> WORK ITEM: Give the number of lines in the material below that contain the word "push", and nothing else.

> DATA FOR THIS TASK:
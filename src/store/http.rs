//! REST adapter for [`CanonicalStore`].
//!
//! Thin reqwest wrapper over `{base}/api/events/{event_id}/…`. Status
//! classification and body parsing are pure functions for testability.

#[cfg(test)]
#[path = "http_test.rs"]
mod tests;

use std::time::Duration;

use reqwest::Method;
use serde::de::DeserializeOwned;
use serde::{Deserialize, Serialize};
use tracing::debug;
use uuid::Uuid;

use super::{CanonicalStore, StoreError};
use crate::config::SyncConfig;
use crate::model::{Guest, GuestFilter, LayoutSettings, LayoutSnapshot, Summary, Table, TableDraft, TablePatch};

// =============================================================================
// CLIENT
// =============================================================================

pub struct HttpStore {
    http: reqwest::Client,
    base_url: String,
    token: Option<String>,
}

impl HttpStore {
    /// Build a store client.
    ///
    /// # Errors
    ///
    /// Returns `HttpClientBuild` if the underlying client fails to build.
    pub fn new(
        base_url: &str,
        token: Option<String>,
        request_timeout: Duration,
        connect_timeout: Duration,
    ) -> Result<Self, StoreError> {
        let http = reqwest::Client::builder()
            .timeout(request_timeout)
            .connect_timeout(connect_timeout)
            .build()
            .map_err(|e| StoreError::HttpClientBuild(e.to_string()))?;
        Ok(Self { http, base_url: base_url.trim_end_matches('/').to_owned(), token })
    }

    /// # Errors
    ///
    /// Returns `HttpClientBuild` if the underlying client fails to build.
    pub fn from_config(config: &SyncConfig) -> Result<Self, StoreError> {
        Self::new(
            &config.base_url,
            config.token.clone(),
            config.request_timeout,
            config.connect_timeout,
        )
    }

    fn event_url(&self, event_id: Uuid, path: &str) -> String {
        format!("{}/api/events/{event_id}{path}", self.base_url)
    }

    async fn send<B: Serialize + ?Sized>(
        &self,
        method: Method,
        url: &str,
        query: &[(&str, String)],
        body: Option<&B>,
    ) -> Result<String, StoreError> {
        debug!(%method, url, "store request");
        let mut request = self.http.request(method, url);
        if !query.is_empty() {
            request = request.query(query);
        }
        if let Some(token) = &self.token {
            request = request.bearer_auth(token);
        }
        if let Some(body) = body {
            request = request.json(body);
        }

        let response = request
            .send()
            .await
            .map_err(|e| StoreError::Transport(e.to_string()))?;
        let status = response.status().as_u16();
        let text = response
            .text()
            .await
            .map_err(|e| StoreError::Transport(e.to_string()))?;

        if !(200..300).contains(&status) {
            return Err(classify(status, &text));
        }
        Ok(text)
    }

    async fn get<T: DeserializeOwned>(&self, url: &str, query: &[(&str, String)]) -> Result<T, StoreError> {
        let text = self.send::<()>(Method::GET, url, query, None).await?;
        parse_json(&text)
    }
}

// =============================================================================
// TRAIT IMPL
// =============================================================================

#[async_trait::async_trait]
impl CanonicalStore for HttpStore {
    async fn pull_layout(&self, event_id: Uuid) -> Result<LayoutSnapshot, StoreError> {
        let wire: LayoutWire = self.get(&self.event_url(event_id, "/layout"), &[]).await?;
        Ok(wire.into())
    }

    async fn pull_guests(&self, event_id: Uuid, filter: &GuestFilter) -> Result<Vec<Guest>, StoreError> {
        self.get(&self.event_url(event_id, "/guests"), &guest_query(filter)).await
    }

    async fn pull_summary(&self, event_id: Uuid) -> Result<Summary, StoreError> {
        let wire: AttendanceWire = self.get(&self.event_url(event_id, "/reports/attendance"), &[]).await?;
        Ok(wire.into())
    }

    async fn commit_layout(
        &self,
        event_id: Uuid,
        tables: &[Table],
        settings: &LayoutSettings,
    ) -> Result<(), StoreError> {
        let body = LayoutUpdateWire {
            tables,
            config: settings,
            floor_plan_url: settings.background.as_deref(),
        };
        self.send(Method::PUT, &self.event_url(event_id, "/layout"), &[], Some(&body))
            .await?;
        Ok(())
    }

    async fn add_table(&self, event_id: Uuid, draft: &TableDraft) -> Result<Table, StoreError> {
        let text = self
            .send(Method::POST, &self.event_url(event_id, "/layout/tables"), &[], Some(draft))
            .await?;
        parse_json(&text)
    }

    async fn update_table(&self, event_id: Uuid, table_id: Uuid, patch: &TablePatch) -> Result<Table, StoreError> {
        let url = self.event_url(event_id, &format!("/layout/tables/{table_id}"));
        let text = self.send(Method::PUT, &url, &[], Some(patch)).await?;
        parse_json(&text)
    }

    async fn delete_table(&self, event_id: Uuid, table_id: Uuid) -> Result<(), StoreError> {
        let url = self.event_url(event_id, &format!("/layout/tables/{table_id}"));
        self.send::<()>(Method::DELETE, &url, &[], None).await?;
        Ok(())
    }

    async fn assign_seat(&self, event_id: Uuid, table_id: Uuid, seat_id: Uuid, guest_id: Uuid) -> Result<(), StoreError> {
        let body = SeatAssignmentWire { table_id, seat_id, guest_id };
        self.send(Method::POST, &self.event_url(event_id, "/layout/assign-seat"), &[], Some(&body))
            .await?;
        Ok(())
    }

    async fn unassign_seat(
        &self,
        event_id: Uuid,
        table_id: Uuid,
        seat_id: Uuid,
        guest_id: Uuid,
    ) -> Result<(), StoreError> {
        let body = SeatAssignmentWire { table_id, seat_id, guest_id };
        self.send(Method::POST, &self.event_url(event_id, "/layout/unassign-seat"), &[], Some(&body))
            .await?;
        Ok(())
    }

    async fn check_in(&self, event_id: Uuid, guest_id: Uuid) -> Result<Guest, StoreError> {
        let text = self
            .send(Method::POST, &self.event_url(event_id, "/checkin"), &[], Some(&GuestRef { guest_id }))
            .await?;
        parse_json::<GuestEnvelope>(&text).map(|e| e.guest)
    }

    async fn check_out(&self, event_id: Uuid, guest_id: Uuid) -> Result<Guest, StoreError> {
        let text = self
            .send(Method::POST, &self.event_url(event_id, "/checkout"), &[], Some(&GuestRef { guest_id }))
            .await?;
        parse_json::<GuestEnvelope>(&text).map(|e| e.guest)
    }
}

// =============================================================================
// WIRE TYPES
// =============================================================================

#[derive(Deserialize)]
struct LayoutWire {
    #[serde(default)]
    tables: Vec<Table>,
    #[serde(default)]
    config: Option<LayoutSettings>,
    #[serde(default)]
    floor_plan_url: Option<String>,
}

impl From<LayoutWire> for LayoutSnapshot {
    fn from(wire: LayoutWire) -> Self {
        let mut settings = wire.config.unwrap_or_default();
        if wire.floor_plan_url.is_some() {
            settings.background = wire.floor_plan_url;
        }
        Self { tables: wire.tables, settings }
    }
}

#[derive(Serialize)]
struct LayoutUpdateWire<'a> {
    tables: &'a [Table],
    config: &'a LayoutSettings,
    #[serde(skip_serializing_if = "Option::is_none")]
    floor_plan_url: Option<&'a str>,
}

#[derive(Deserialize)]
struct AttendanceWire {
    #[serde(default)]
    total_guests: usize,
    #[serde(default)]
    checked_in_count: usize,
    #[serde(default)]
    checked_out_count: usize,
    #[serde(default)]
    pending_count: usize,
    #[serde(default)]
    total_tables: usize,
    #[serde(default)]
    total_seats: usize,
    #[serde(default)]
    assigned_seats: usize,
}

impl From<AttendanceWire> for Summary {
    fn from(wire: AttendanceWire) -> Self {
        Self {
            total_guests: wire.total_guests,
            checked_in: wire.checked_in_count,
            checked_out: wire.checked_out_count,
            pending: wire.pending_count,
            total_tables: wire.total_tables,
            total_seats: wire.total_seats,
            assigned_seats: wire.assigned_seats,
        }
    }
}

#[derive(Serialize)]
struct SeatAssignmentWire {
    table_id: Uuid,
    seat_id: Uuid,
    guest_id: Uuid,
}

#[derive(Serialize)]
struct GuestRef {
    guest_id: Uuid,
}

#[derive(Deserialize)]
struct GuestEnvelope {
    guest: Guest,
}

// =============================================================================
// PURE HELPERS
// =============================================================================

/// Map a non-2xx response onto the error taxonomy.
pub(crate) fn classify(status: u16, body: &str) -> StoreError {
    let detail = error_detail(body);
    match status {
        400 | 409 | 422 => StoreError::Validation(detail),
        401 | 403 => StoreError::Unauthorized(detail),
        404 => StoreError::NotFound(detail),
        _ => StoreError::Server { status, body: detail },
    }
}

/// The `detail` field of a JSON error body, or the raw body.
pub(crate) fn error_detail(body: &str) -> String {
    serde_json::from_str::<serde_json::Value>(body)
        .ok()
        .and_then(|v| match v.get("detail") {
            Some(serde_json::Value::String(s)) => Some(s.clone()),
            Some(other) => Some(other.to_string()),
            None => None,
        })
        .unwrap_or_else(|| body.to_owned())
}

pub(crate) fn parse_json<T: DeserializeOwned>(text: &str) -> Result<T, StoreError> {
    serde_json::from_str(text).map_err(|e| StoreError::Decode(e.to_string()))
}

pub(crate) fn guest_query(filter: &GuestFilter) -> Vec<(&'static str, String)> {
    let mut query = Vec::new();
    if let Some(search) = filter.search.as_deref().map(str::trim).filter(|s| !s.is_empty()) {
        query.push(("search", search.to_owned()));
    }
    if let Some(checked_in) = filter.checked_in {
        query.push(("checked_in", checked_in.to_string()));
    }
    query
}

> RESULT FOR THIS TASK: 2